The fact that the impulse response accelerates rather than decelerates during saccades suggests that although strongly attenuated, the magno system remains active during saccades (a parvo-dominated response should be slower). This is consistent with experiments demonstrating that under certain conditions, saccades in the direction of a rapidly moving, high-contrast grating can improve direction discrimination of that stimulus (Castet and Masson, 2000; Garcia-Perez and Peli, 2001). While these demonstrations clearly do not refute the existence of a centrally driven suppression mechanism, they do highlight the important point that centrally driven saccadic suppression only attenuates motion detection, not eliminating it completely, leaving an important role for other mechanisms, such as masking, in natural (usually visually rich) viewing conditions (Campbell and Wurtz, 1978; Derrington, 1984; Diamond et al., 2000; MacKay, 1973).
The studies discussed above all refer to moderate to large saccades and might not be applicable to the microsaccades that are normally made, together with slow drifts, around the fixation point. Most evidence suggests that small saccades cause little or no threshold elevation (Krauskopf et al., 1966; Sperling, 1990), indicating that the effects of the image tremor may be controlled by other means. Murakami and Cavanagh (1998, 2001) recently proposed that the retinal motion generated by microsaccades is eliminated by subtracting a baseline speed, estimated from the minimal retinal jitter, from the velocity signals of local-motion detectors. Evidence favoring this model is derived from the observation that if a region of the retina is adapted to jittering motion and a static pattern is subsequently inspected, the unadapted (but not the adapted) region appears to jitter. Murakami and Cavanagh claim that the reduction in motion sensitivity caused by adaptation reduces the estimate of the baseline jitter so that the motion caused by eye jitter becomes superthreshold in the unadapted region and hence visible.
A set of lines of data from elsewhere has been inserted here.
/// Prometheus metrics for the site backend.
///
/// Counters are registered without the `_total` suffix; the text encoder
/// appends it.
use once_cell::sync::Lazy;
use parking_lot::RwLock;
use prometheus_client::encoding::{EncodeLabelSet, text::encode};
use prometheus_client::metrics::counter::Counter;
use prometheus_client::metrics::family::Family;
use prometheus_client::metrics::gauge::Gauge;
use prometheus_client::metrics::histogram::{Histogram, exponential_buckets};
use prometheus_client::registry::Registry;
use std::sync::Arc;
use std::time::Duration;
use strum::AsRefStr;

use crate::blog::{BlogPost, PostStatus};
use crate::catalog::OfferingKind;

pub static METRICS: Lazy<Arc<MetricsCollector>> = Lazy::new(|| Arc::new(MetricsCollector::new()));

#[derive(Clone, Debug, Hash, PartialEq, Eq, EncodeLabelSet)]
pub struct HttpLabels {
    /// Matched route template, e.g. `/blog/{slug}`
    pub route: String,
    pub status: String,
}

#[derive(Clone, Debug, Hash, PartialEq, Eq, EncodeLabelSet)]
pub struct RouteLabels {
    pub route: String,
}

#[derive(Clone, Debug, Hash, PartialEq, Eq, EncodeLabelSet)]
pub struct OutcomeLabels {
    pub outcome: String,
}

#[derive(Clone, Debug, Hash, PartialEq, Eq, EncodeLabelSet)]
pub struct KindLabels {
    pub kind: String,
}

#[derive(Clone, Debug, Hash, PartialEq, Eq, EncodeLabelSet)]
pub struct StatusLabels {
    pub status: String,
}

#[derive(Debug, Clone, Copy, PartialEq, Eq, AsRefStr)]
#[strum(serialize_all = "snake_case")]
pub enum ContactOutcome {
    Sent,
    Invalid,
    RateLimited,
    MailFailed,
}

pub struct MetricsCollector {
    registry: RwLock<Registry>,

    pub http_requests_total: Family<HttpLabels, Counter>,
    pub http_request_duration_seconds: Family<RouteLabels, Histogram>,
    pub contact_submissions_total: Family<OutcomeLabels, Counter>,
    pub rate_limit_rejections_total: Counter,
    /// Landing pages in the SEO matrix, by offering kind
    pub seo_pages_total: Family<KindLabels, Gauge>,
    pub blog_posts_total: Family<StatusLabels, Gauge>,
}

impl MetricsCollector {
    pub fn new() -> Self {
        let mut registry = Registry::default();

        let http_requests_total = Family::<HttpLabels, Counter>::default();
        registry.register(
            "http_requests",
            "Total number of HTTP requests by route and status",
            http_requests_total.clone(),
        );

        let http_request_duration_seconds =
            Family::<RouteLabels, Histogram>::new_with_constructor(|| {
                // 5ms .. ~10s
                Histogram::new(exponential_buckets(0.005, 2.5, 9))
            });
        registry.register(
            "http_request_duration_seconds",
            "Request latency histogram in seconds",
            http_request_duration_seconds.clone(),
        );

        let contact_submissions_total = Family::<OutcomeLabels, Counter>::default();
        registry.register(
            "contact_submissions",
            "Contact form submissions by outcome",
            contact_submissions_total.clone(),
        );

        let rate_limit_rejections_total = Counter::default();
        registry.register(
            "rate_limit_rejections",
            "Contact submissions rejected by the rate limiter",
            rate_limit_rejections_total.clone(),
        );

        let seo_pages_total = Family::<KindLabels, Gauge>::default();
        registry.register(
            "seo_pages_total",
            "Generated city landing pages by kind",
            seo_pages_total.clone(),
        );

        let blog_posts_total = Family::<StatusLabels, Gauge>::default();
        registry.register(
            "blog_posts_total",
            "Blog posts by status",
            blog_posts_total.clone(),
        );

        Self {
            registry: RwLock::new(registry),
            http_requests_total,
            http_request_duration_seconds,
            contact_submissions_total,
            rate_limit_rejections_total,
            seo_pages_total,
            blog_posts_total,
        }
    }

    /// Prometheus text exposition format.
    pub fn encode(&self) -> String {
        let mut buffer = String::new();
        let registry = self.registry.read();
        if let Err(error) = encode(&mut buffer, &registry) {
            tracing::error!(%error, "failed to encode metrics");
        }
        buffer
    }

    pub fn record_http_request(&self, route: &str, status: u16, duration: Duration) {
        self.http_requests_total
            .get_or_create(&HttpLabels {
                route: route.to_string(),
                status: status.to_string(),
            })
            .inc();

        self.http_request_duration_seconds
            .get_or_create(&RouteLabels {
                route: route.to_string(),
            })
            .observe(duration.as_secs_f64());
    }

    pub fn record_contact_submission(&self, outcome: ContactOutcome) {
        self.contact_submissions_total
            .get_or_create(&OutcomeLabels {
                outcome: outcome.as_ref().to_string(),
            })
            .inc();
        if outcome == ContactOutcome::RateLimited {
            self.rate_limit_rejections_total.inc();
        }
    }

    pub fn set_seo_pages(&self, kind: OfferingKind, count: usize) {
        self.seo_pages_total
            .get_or_create(&KindLabels {
                kind: kind.as_ref().to_string(),
            })
            .set(count as i64);
    }

    /// Recounts posts per status.
    pub fn update_blog_posts(&self, posts: &[BlogPost]) {
        for status in [PostStatus::Draft, PostStatus::Published] {
            let count = posts.iter().filter(|p| p.status == status).count();
            self.blog_posts_total
                .get_or_create(&StatusLabels {
                    status: status.to_string(),
                })
                .set(count as i64);
        }
    }
}

impl Default for MetricsCollector {
    fn default() -> Self {
        Self::new()
    }
}

#[cfg(test)]
mod tests {
    use super::*;

    #[test]
    fn test_http_request_metrics() {
        let collector = MetricsCollector::new();
        collector.record_http_request("/blog/{slug}", 200, Duration::from_millis(12));
        collector.record_http_request("/blog/{slug}", 404, Duration::from_millis(3));

        let output = collector.encode();
        assert!(output.contains("http_requests_total{route=\"/blog/{slug}\",status=\"200\"} 1"));
        assert!(output.contains("http_requests_total{route=\"/blog/{slug}\",status=\"404\"} 1"));
        assert!(output.contains("http_request_duration_seconds_count{route=\"/blog/{slug}\"} 2"));
    }

    #[test]
    fn test_rate_limited_contact_counts_rejection() {
        let collector = MetricsCollector::new();
        collector.record_contact_submission(ContactOutcome::Sent);
        collector.record_contact_submission(ContactOutcome::RateLimited);
        collector.record_contact_submission(ContactOutcome::RateLimited);

        let output = collector.encode();
        assert!(output.contains("contact_submissions_total{outcome=\"sent\"} 1"));
        assert!(output.contains("contact_submissions_total{outcome=\"rate_limited\"} 2"));
        assert!(output.contains("rate_limit_rejections_total 2"));
    }

    #[test]
    fn test_seo_page_gauge() {
        let collector = MetricsCollector::new();
        collector.set_seo_pages(OfferingKind::Product, 80);
        collector.set_seo_pages(OfferingKind::Service, 40);

        let output = collector.encode();
        assert!(output.contains("seo_pages_total{kind=\"product\"} 80"));
        assert!(output.contains("seo_pages_total{kind=\"service\"} 40"));
    }

    #[test]
    fn test_blog_posts_gauge_with_no_posts() {
        let collector = MetricsCollector::new();
        collector.update_blog_posts(&[]);

        let output = collector.encode();
        assert!(output.contains("blog_posts_total{status=\"draft\"} 0"));
        assert!(output.contains("blog_posts_total{status=\"published\"} 0"));
    }
}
This idea is particularly interesting in the context of older theories that suggested that stabilization is achieved by subtraction of extraretinal signals. In such cases, there is subtraction of a speed scalar (not a spatial displacement vector) from velocity estimates that have been extracted by specialized motion detectors.
In conclusion, human psychophysical data clearly suggest an extraretinal suppression of early visual activity during saccades. There is also much neurophysiological evidence pointing to the underlying neural mechanisms of suppression, but there is no clear consensus on this: some studies show clear evidence of suppression, but others do not. Still others point to more complicated effects, such as an inversion of directional selectivity of MT cells during saccades (Thiele et al., 2002). For a recent review of some of this literature, readers are referred to Ross et al. (2001).